No matter how rational, matter-of-fact or open you are – HOW your children interpret the information is also based on their own personality traits.

More Ideas

Summer financial camps are a good start if you think your child would enjoy the camp experience, and financial classes are good adjuncts – but neither of these options takes the place of mom talking to her children.

This is because the effects of these classes, camps and one time lectures wear off over time. You might be able to correlate this to your doctor recommending specific lifestyle changes. At first, you’re motivated and interested but it isn’t long before you go back to old habits. Your children are the same.

Encourage your children to save their money. Young children may use a clear glass jar so they can watch their savings grow. Piggy banks are traditional, but don’t offer young children any visual feedback about how much they’ve put away. You and your child can decorate their savings jar, making it more personal and a lot more fun.

Children as young as 12 can learn about banking, savings and checking accounts by starting an account. This is a good way to teach them about earning interest – and how the more money you have in the account, the more interest it earns.

Think about giving your children a commission and not an allowance. This means the money they earn is based on the work they do – just like when they grow up and get a job or become an adult. Keeping their room clean, taking out the garbage, mowing the lawn, cleaning bathrooms, vacuum, dusting and dishes are all fair game.

Before your children leave home, be sure you talk about the dangers of credit and credit cards. This is easily a conversation you can incorporate into dinner time conversations or when you’re out shopping.

This means it’s better to wait to purchase something you want until you can truly afford it. Otherwise, the interest paid on the money will mean the cost of the item is many times more than it was in the store.

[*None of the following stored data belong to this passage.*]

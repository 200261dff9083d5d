// src/health/component.rs
use super::HealthStatus;
use async_trait::async_trait;

/// Error returned by a component whose check could not be carried out.
pub type ComponentError = anyhow::Error;

/// A named subsystem that can report its own health.
///
/// Implementations decide how the check is done and may suspend for as long
/// as they need; the aggregator imposes no deadline unless one is configured.
#[async_trait]
pub trait HealthComponent: Send + Sync {
    fn name(&self) -> &str;

    async fn health(&self) -> Result<HealthStatus, ComponentError>;
}
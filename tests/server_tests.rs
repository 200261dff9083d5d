// tests/server_tests.rs
use health_aggregator::{
    components::build_components,
    config::Config,
    server::{listener::bind_tcp, HealthHandler, ServerBuilder},
    HealthAggregator,
};
use std::net::SocketAddr;
use tokio::sync::oneshot;

#[tokio::test]
async fn test_serves_configured_components_over_http() {
    let mut backend = mockito::Server::new_async().await;
    let _healthy = backend
        .mock("GET", "/health")
        .with_status(200)
        .create_async()
        .await;

    // A listener that stays open makes the tcp component healthy.
    let (_db, db_addr) = bind_tcp(SocketAddr::from(([127, 0, 0, 1], 0)))
        .await
        .unwrap();

    let config: Config = serde_yaml::from_str(&format!(
        r#"
components:
  - name: api
    kind: http
    url: "{}"
  - name: db
    kind: tcp
    address: "{}"
"#,
        backend.url(),
        db_addr
    ))
    .unwrap();
    config.validate().unwrap();

    let aggregator = HealthAggregator::new(build_components(&config.components).unwrap()).unwrap();
    let handler = HealthHandler::new(aggregator, config.server.path.clone());

    let (listener, addr) = bind_tcp(SocketAddr::from(([127, 0, 0, 1], 0)))
        .await
        .unwrap();
    let (stop_tx, stop_rx) = oneshot::channel::<()>();
    let server = tokio::spawn(async move {
        ServerBuilder::new(addr)
            .with_handler(handler)
            .serve_listener(listener, async {
                let _ = stop_rx.await;
            })
            .await
    });

    let response = reqwest::get(format!("http://{}/health", addr)).await.unwrap();
    assert_eq!(response.status(), 200);

    let body: serde_json::Value = response.json().await.unwrap();
    assert_eq!(body["status"], "HEALTHY");
    assert_eq!(body["components"]["api"]["status"], "HEALTHY");
    assert_eq!(body["components"]["db"]["status"], "HEALTHY");

    let missing = reqwest::get(format!("http://{}/other", addr)).await.unwrap();
    assert_eq!(missing.status(), 404);

    stop_tx.send(()).unwrap();
    server.await.unwrap().unwrap();
}

#[tokio::test]
async fn test_missing_handler_is_an_error() {
    let (listener, addr) = bind_tcp(SocketAddr::from(([127, 0, 0, 1], 0)))
        .await
        .unwrap();

    let result = ServerBuilder::<HealthHandler>::new(addr)
        .serve_listener(listener, std::future::pending())
        .await;

    assert!(result.is_err());
}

Just after my divorce, I had to use credit cards to stay afloat. It has taken years to pay off the debt – most of which was spent on food that was long ago eaten and gone. That was a lesson I shared with the children. While I didn’t have a choice at the time, it was something they’ll remember and hopefully never fall into that trap.


Teaching your children about money, saving, budgeting and investing starts when they are young and – like many parenting functions – doesn’t end until you have died. You might be surprised at the number of times and ways children come back for advice, with questions and needing your support as they grow.